🔒 Flash Briefing: Apple shares jump 6% after poor 4Q; Gold keeps rising; May sent back to Brussels

By Alec Hogg

In today’s global headlines:
___STEADY_PAYWALL___

  • After the markets closed last night, Apple Inc confirmed its widely telegraphed reverse during the three months to end December – its first quarterly decline in sales and profit for more than a decade. Revenue of $84bn was 4.5% below the December 2017 quarter and profit, at $20bn, was down fractionally. The reverse was the result of iPhone sales falling 15%, mainly due to increased competition in China. In after-hours trading, however, Apple’s share price rose almost 6% to $163 a share as the market took heart from CEO Tim Cook’s statement that “macroeconomic factors will come and go, but we see great upside in continuing to focus on the things that we can control.”
  • The UK’s Brexit drama took a new twist yesterday when British Parliamentarians voted to send prime minister Theresa May back to Brussels to try negotiate a new divorce settlement. The treaty which took Mrs May two years to negotiate with the EU was heavily rejected earlier this month. The major change is a proposed change to the so-called backstop arrangement in Ireland. After the votes, Sterling fell from a recent 10 week high on optimism that a no-deal Brexit would be avoided.

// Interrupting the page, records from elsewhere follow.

use thiserror::Error;

/// Every store-level failure normalizes to this shape. The UI layer decides
/// presentation; nothing here is swallowed silently.
#[derive(Debug, Clone, Error)]
pub enum ApiError {
    #[error("network error: {0}")]
    Network(String),

    #[error("HTTP {status}: {message}")]
    Http { status: u16, message: String },

    #[error("failed to decode response: {0}")]
    Decode(String),

    #[error("authentication failed: {0}")]
    Auth(String),

    #[error("configuration error: {0}")]
    Config(String),
}

impl ApiError {
    /// HTTP status code, if the server actually responded.
    pub fn status(&self) -> Option<u16> {
        match self {
            ApiError::Http { status, .. } => Some(*status),
            _ => None,
        }
    }

    /// Server-provided message where available, for verbatim display.
    pub fn server_message(&self) -> Option<&str> {
        match self {
            ApiError::Http { message, .. } if !message.is_empty() => Some(message),
            _ => None,
        }
    }
}

impl From<reqwest::Error> for ApiError {
    fn from(e: reqwest::Error) -> Self {
        if e.is_decode() {
            ApiError::Decode(e.to_string())
        } else {
            ApiError::Network(e.to_string())
        }
    }
}

impl From<serde_json::Error> for ApiError {
    fn from(e: serde_json::Error) -> Self {
        ApiError::Decode(e.to_string())
    }
}
const DONOR_FIELDS: &[FieldSpec] = &[
    FieldSpec { key: "firstname", label: "First Name", kind: FieldKind::Text, required: true },
    FieldSpec { key: "lastname", label: "Last Name", kind: FieldKind::Text, required: true },
    FieldSpec { key: "contact_info", label: "Email", kind: FieldKind::Text, required: true },
    FieldSpec { key: "age", label: "Age", kind: FieldKind::Number, required: false },
    FieldSpec { key: "location", label: "Location", kind: FieldKind::Text, required: false },
    FieldSpec { key: "demographic_segment", label: "Segment", kind: FieldKind::Select(SEGMENT_OPTIONS), required: false },
    FieldSpec { key: "tax_id_number", label: "Tax ID Number", kind: FieldKind::Text, required: false },
    FieldSpec { key: "tax_jurisdiction", label: "Tax Jurisdiction", kind: FieldKind::Text, required: false },
];

const DONATION_FIELDS: &[FieldSpec] = &[
    FieldSpec { key: "donor_id", label: "Donor ID", kind: FieldKind::Number, required: true },
    FieldSpec { key: "amount", label: "Amount", kind: FieldKind::Number, required: true },
    FieldSpec { key: "donation_date", label: "Date", kind: FieldKind::Date, required: true },
    FieldSpec { key: "category", label: "Category", kind: FieldKind::Select(CATEGORY_OPTIONS), required: true },
    FieldSpec { key: "source", label: "Source", kind: FieldKind::Select(SOURCE_OPTIONS), required: false },
    FieldSpec { key: "is_in_exchange_for_gift", label: "In Exchange for Gift", kind: FieldKind::Checkbox, required: false },
    FieldSpec { key: "requires_tax_receipt", label: "Requires Tax Receipt", kind: FieldKind::Checkbox, required: false },
    FieldSpec { key: "deductible_amount", label: "Deductible Amount", kind: FieldKind::Number, required: false },
];

const PERSONNEL_FIELDS: &[FieldSpec] = &[
    FieldSpec { key: "firstname", label: "First Name", kind: FieldKind::Text, required: true },
    FieldSpec { key: "lastname", label: "Last Name", kind: FieldKind::Text, required: true },
    FieldSpec { key: "contact_info", label: "Contact", kind: FieldKind::Text, required: true },
    FieldSpec { key: "role", label: "Role", kind: FieldKind::Text, required: true },
    FieldSpec { key: "is_employee", label: "Employee", kind: FieldKind::Checkbox, required: false },
    FieldSpec { key: "is_volunteer", label: "Volunteer", kind: FieldKind::Checkbox, required: false },
    FieldSpec { key: "access_level", label: "Access Level", kind: FieldKind::Select(ACCESS_LEVEL_OPTIONS), required: true },
];

const SCHEDULE_FIELDS: &[FieldSpec] = &[
    FieldSpec { key: "personnel_id", label: "Personnel ID", kind: FieldKind::Number, required: true },
    FieldSpec { key: "schedule_date", label: "Date", kind: FieldKind::Date, required: true },
    FieldSpec { key: "start_time", label: "Start Time", kind: FieldKind::Text, required: true },
    FieldSpec { key: "end_time", label: "End Time", kind: FieldKind::Text, required: true },
    FieldSpec { key: "schedule_type", label: "Type", kind: FieldKind::Text, required: false },
    FieldSpec { key: "availability_status", label: "Availability", kind: FieldKind::Select(AVAILABILITY_OPTIONS), required: false },
];

const PAYMENT_FIELDS: &[FieldSpec] = &[
    FieldSpec { key: "personnel_id", label: "Personnel ID", kind: FieldKind::Number, required: true },
    FieldSpec { key: "amount", label: "Amount", kind: FieldKind::Number, required: true },
    FieldSpec { key: "payment_type", label: "Type", kind: FieldKind::Text, required: true },
    FieldSpec { key: "payment_date", label: "Date", kind: FieldKind::Date, required: true },
    FieldSpec { key: "is_employee_pay", label: "Employee Pay", kind: FieldKind::Checkbox, required: false },
];

const GIFT_TYPE_FIELDS: &[FieldSpec] = &[
    FieldSpec { key: "gift_name", label: "Name", kind: FieldKind::Text, required: true },
    FieldSpec { key: "category", label: "Category", kind: FieldKind::Text, required: false },
    FieldSpec { key: "gift_value", label: "Value", kind: FieldKind::Number, required: false },
];
//! Client-side data layer for the DonorHub charity dashboard.
//!
//! The backend is an Oracle APEX REST module owned elsewhere; this crate
//! fetches its collections, caches them per name with in-flight
//! deduplication, derives the dashboard's aggregate view models, and manages
//! create/edit form drafts.

pub mod api;
pub mod config;
pub mod error;
pub mod forms;
pub mod models;
pub mod reports;
pub mod stats;
pub mod store;
pub mod views;

pub use api::{Backend, BackendKind, DemoBackend, HttpBackend};
pub use config::{AuthMode, Config, FieldConvention};
pub use error::ApiError;
pub use forms::{FieldError, FormMode, FormSession, FormState, SubmitError};
pub use store::{Collection, Record, RemoteStore};
pub use views::Section;
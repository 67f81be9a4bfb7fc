//! Pure derivations over cached collections. No I/O, no mutation of input;
//! empty inputs produce empty or zeroed outputs, never errors.

use rust_decimal::prelude::ToPrimitive;
use rust_decimal::Decimal;

use crate::models::{Donation, Donor, Personnel};

/// Client-side counterpart of the backend's `/stats/summary`, computed from
/// whatever is cached so the dashboard still renders when the aggregate
/// endpoint is unavailable.
#[derive(Debug, Clone, Default, PartialEq, Eq)]
pub struct Summary {
    pub donor_count: usize,
    pub donation_count: usize,
    pub total_amount: Decimal,
    pub employee_count: usize,
    pub volunteer_count: usize,
}

pub fn summarize(donors: &[Donor], donations: &[Donation], personnel: &[Personnel]) -> Summary {
    Summary {
        donor_count: donors.len(),
        donation_count: donations.len(),
        total_amount: donations
            .iter()
            .filter_map(|d| d.amount)
            .sum::<Decimal>(),
        employee_count: personnel.iter().filter(|p| p.is_employee).count(),
        volunteer_count: personnel.iter().filter(|p| p.is_volunteer).count(),
    }
}

#[derive(Debug, Clone, PartialEq, Eq)]
pub struct MonthBucket {
    /// `YYYY-MM`.
    pub month: String,
    pub total_amount: Decimal,
    pub count: u32,
}

/// One bucket per calendar month present in the input, chronologically
/// ascending. Months absent from the input are never fabricated; donations
/// without a date are excluded.
pub fn monthly_series(donations: &[Donation]) -> Vec<MonthBucket> {
    let mut buckets: Vec<MonthBucket> = Vec::new();
    for donation in donations {
        let Some(date) = donation.date else { continue };
        let month = date.format("%Y-%m").to_string();
        let amount = donation.amount.unwrap_or_default();
        match buckets.iter_mut().find(|b| b.month == month) {
            Some(bucket) => {
                bucket.total_amount += amount;
                bucket.count += 1;
            }
            None => buckets.push(MonthBucket {
                month,
                total_amount: amount,
                count: 1,
            }),
        }
    }
    buckets.sort_by(|a, b| a.month.cmp(&b.month));
    buckets
}

#[derive(Debug, Clone, PartialEq, Eq)]
pub struct CategorySlice {
    pub name: String,
    pub amount: Decimal,
}

/// Summed amount per category, ranked descending; ties keep the order the
/// categories first appeared in the input. Uncategorized donations count
/// under "Other".
pub fn by_category(donations: &[Donation]) -> Vec<CategorySlice> {
    let mut slices: Vec<CategorySlice> = Vec::new();
    for donation in donations {
        let name = donation
            .category
            .clone()
            .filter(|c| !c.trim().is_empty())
            .unwrap_or_else(|| "Other".to_string());
        let amount = donation.amount.unwrap_or_default();
        match slices.iter_mut().find(|s| s.name == name) {
            Some(slice) => slice.amount += amount,
            None => slices.push(CategorySlice { name, amount }),
        }
    }
    // Stable sort: equal amounts preserve first-seen order.
    slices.sort_by(|a, b| b.amount.cmp(&a.amount));
    slices
}

/// Proportional bar height for chart rendering. Zero (never NaN or infinite)
/// when the series is empty or the maximum is not positive.
pub fn bar_height_percent(value: Decimal, max: Decimal) -> f64 {
    if max <= Decimal::ZERO {
        return 0.0;
    }
    let ratio = value / max * Decimal::from(100);
    ratio.to_f64().unwrap_or(0.0)
}

/// The `n` records with the greatest key, descending; ties keep their
/// original relative order.
pub fn top_n<'a, T, K, F>(records: &'a [T], n: usize, key: F) -> Vec<&'a T>
where
    K: Ord,
    F: Fn(&T) -> K,
{
    let mut ranked: Vec<&T> = records.iter().collect();
    ranked.sort_by(|a, b| key(b).cmp(&key(a)));
    ranked.truncate(n);
    ranked
}

/// Mean donation amount; zero for an empty input.
pub fn average_donation(donations: &[Donation]) -> Decimal {
    if donations.is_empty() {
        return Decimal::ZERO;
    }
    let total: Decimal = donations.iter().filter_map(|d| d.amount).sum();
    total / Decimal::from(donations.len() as i64)
}

/// Donor counts per demographic segment, first-seen order.
pub fn donor_type_distribution(donors: &[Donor]) -> Vec<(String, usize)> {
    let mut counts: Vec<(String, usize)> = Vec::new();
    for donor in donors {
        let segment = donor
            .demographic_segment
            .clone()
            .filter(|s| !s.trim().is_empty())
            .unwrap_or_else(|| "Other".to_string());
        match counts.iter_mut().find(|(name, _)| *name == segment) {
            Some((_, count)) => *count += 1,
            None => counts.push((segment, 1)),
        }
    }
    counts
}

/// Percent change of each month against the one before it; the first bucket
/// (and any bucket following a zero month) reports zero growth.
pub fn monthly_growth(series: &[MonthBucket]) -> Vec<(String, f64)> {
    series
        .iter()
        .enumerate()
        .map(|(i, bucket)| {
            let growth = if i == 0 {
                0.0
            } else {
                let prev = series[i - 1].total_amount;
                if prev <= Decimal::ZERO {
                    0.0
                } else {
                    let delta = (bucket.total_amount - prev) / prev * Decimal::from(100);
                    delta.to_f64().unwrap_or(0.0)
                }
            };
            (bucket.month.clone(), growth)
        })
        .collect()
}

/// Most recent donations first; undated donations sort last.
pub fn recent_donations<'a>(donations: &'a [Donation], n: usize) -> Vec<&'a Donation> {
    let mut sorted: Vec<&Donation> = donations.iter().collect();
    sorted.sort_by(|a, b| b.date.cmp(&a.date));
    sorted.truncate(n);
    sorted
}
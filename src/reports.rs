//! CSV exports for the reports section. Written by hand; the fields are few
//! and the quoting rules are small.

use std::collections::BTreeSet;

use crate::models::{donor_display_name, Donation, Donor};

fn csv_escape(s: &str) -> String {
    if s.contains(',') || s.contains('"') || s.contains('\n') {
        let escaped = s.replace('"', "\"\"");
        format!("\"{}\"", escaped)
    } else {
        s.to_string()
    }
}

/// Donation export, donor names resolved against the cached donor list.
pub fn donations_csv(donations: &[Donation], donors: &[Donor]) -> String {
    let mut w = String::new();
    w.push_str("donation_id,donor,amount,date,category,source,deductible_amount,requires_tax_receipt\n");
    for d in donations {
        let donor = donor_display_name(donors, d.donor_id);
        let amount = d
            .amount
            .map(|a| format!("{:.2}", a))
            .unwrap_or_default();
        let date = d
            .date
            .map(|day| day.format("%Y-%m-%d").to_string())
            .unwrap_or_default();
        let deductible = d
            .deductible_amount
            .map(|a| format!("{:.2}", a))
            .unwrap_or_default();
        w.push_str(&format!(
            "{},{},{},{},{},{},{},{}\n",
            d.id,
            csv_escape(&donor),
            csv_escape(&amount),
            csv_escape(&date),
            csv_escape(d.category.as_deref().unwrap_or("")),
            csv_escape(d.source.as_deref().unwrap_or("")),
            csv_escape(&deductible),
            if d.requires_tax_receipt { 1 } else { 0 },
        ));
    }
    w
}

pub fn donors_csv(donors: &[Donor]) -> String {
    let mut w = String::new();
    w.push_str("donor_id,name,contact_info,location,segment,level,total_donations\n");
    for d in donors {
        let total = d
            .total_donations
            .map(|t| format!("{:.2}", t))
            .unwrap_or_default();
        w.push_str(&format!(
            "{},{},{},{},{},{},{}\n",
            d.id,
            csv_escape(&d.display_name()),
            csv_escape(d.contact_info.as_deref().unwrap_or("")),
            csv_escape(d.location.as_deref().unwrap_or("")),
            csv_escape(d.demographic_segment.as_deref().unwrap_or("")),
            d.level().as_str(),
            csv_escape(&total),
        ));
    }
    w
}

/// Distinct calendar years present in the data, newest first.
pub fn available_years(donations: &[Donation]) -> Vec<i32> {
    let mut year_set: BTreeSet<i32> = BTreeSet::new();
    for d in donations {
        if let Some(date) = d.date {
            year_set.insert(chrono::Datelike::year(&date));
        }
    }
    let mut years: Vec<i32> = year_set.into_iter().collect();
    years.reverse();
    years
}

#[cfg(test)]
mod tests {
    use super::*;
    use chrono::NaiveDate;
    use rust_decimal::Decimal;

    fn donor(id: i64, first: &str, last: &str) -> Donor {
        Donor {
            id,
            first_name: Some(first.to_string()),
            last_name: Some(last.to_string()),
            contact_info: None,
            location: None,
            demographic_segment: None,
            age: None,
            tax_id_number: None,
            tax_jurisdiction: None,
            total_donations: None,
        }
    }

    fn donation(id: i64, donor_id: Option<i64>, amount: i64, date: &str) -> Donation {
        Donation {
            id,
            donor_id,
            amount: Some(Decimal::from(amount)),
            date: NaiveDate::parse_from_str(date, "%Y-%m-%d").ok(),
            category: Some("Education".to_string()),
            source: None,
            is_in_exchange_for_gift: false,
            requires_tax_receipt: true,
            deductible_amount: None,
        }
    }

    #[test]
    fn escaping_quotes_commas_and_quotes() {
        assert_eq!(csv_escape("plain"), "plain");
        assert_eq!(csv_escape("a,b"), "\"a,b\"");
        assert_eq!(csv_escape("say \"hi\""), "\"say \"\"hi\"\"\"");
    }

    #[test]
    fn donations_csv_resolves_donor_names() {
        let donors = vec![donor(1, "Ming", "Zhang")];
        let donations = vec![
            donation(10, Some(1), 500, "2024-02-01"),
            donation(11, Some(99), 25, "2023-11-05"),
        ];
        let csv = donations_csv(&donations, &donors);
        let lines: Vec<&str> = csv.lines().collect();
        assert_eq!(lines.len(), 3);
        assert!(lines[1].contains("Ming Zhang"));
        assert!(lines[1].contains("500.00"));
        // Dangling donor id degrades to the placeholder, never an error.
        assert!(lines[2].contains("Anonymous"));
    }

    #[test]
    fn years_are_distinct_and_newest_first() {
        let donations = vec![
            donation(1, None, 5, "2023-01-01"),
            donation(2, None, 5, "2024-06-01"),
            donation(3, None, 5, "2023-09-09"),
        ];
        assert_eq!(available_years(&donations), vec![2024, 2023]);
    }
}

In Davos, IMF managing director Christine Lagarde said even in the best-case scenario, Brexit will result in the UK economy contracting by the equivalent of 8% of its GDP over the next few years.
  • Brazilian iron ore miner Vale has promised to dismantle 10 lookalike slime dams as the fallout from the Friday’s disaster continues. The death toll from the collapse, Vale’s second in three years, has risen to 84 with almost 300 more people unaccounted for. The company says it will halt 40 million tons of production, 10% of its total, while it speeds up efforts to get rid of mining waste dams like the one near Brumadinho in rural Brazil. Vale’s share price has fallen 23% since the disaster, wiping more than $50bn off its market capitalisation.
  • In South African related news, the gold price rose to its highest in eight months overnight, touching $1,315 an ounce ahead of today’s US Federal Reserve news conference. This will be Fed chairman Jerome Powell’s first public meeting of the year where he will provide insight on interest rate setting policy. Gold bugs have been heartened by speculation that there will fewer US rate hikes this year to offset slower global economic growth, hit by the US China trade war. Chinese vice premier Liu He and US trade advisor Robert Lighthizer start two days of meetings aimed at breaking the deadlock.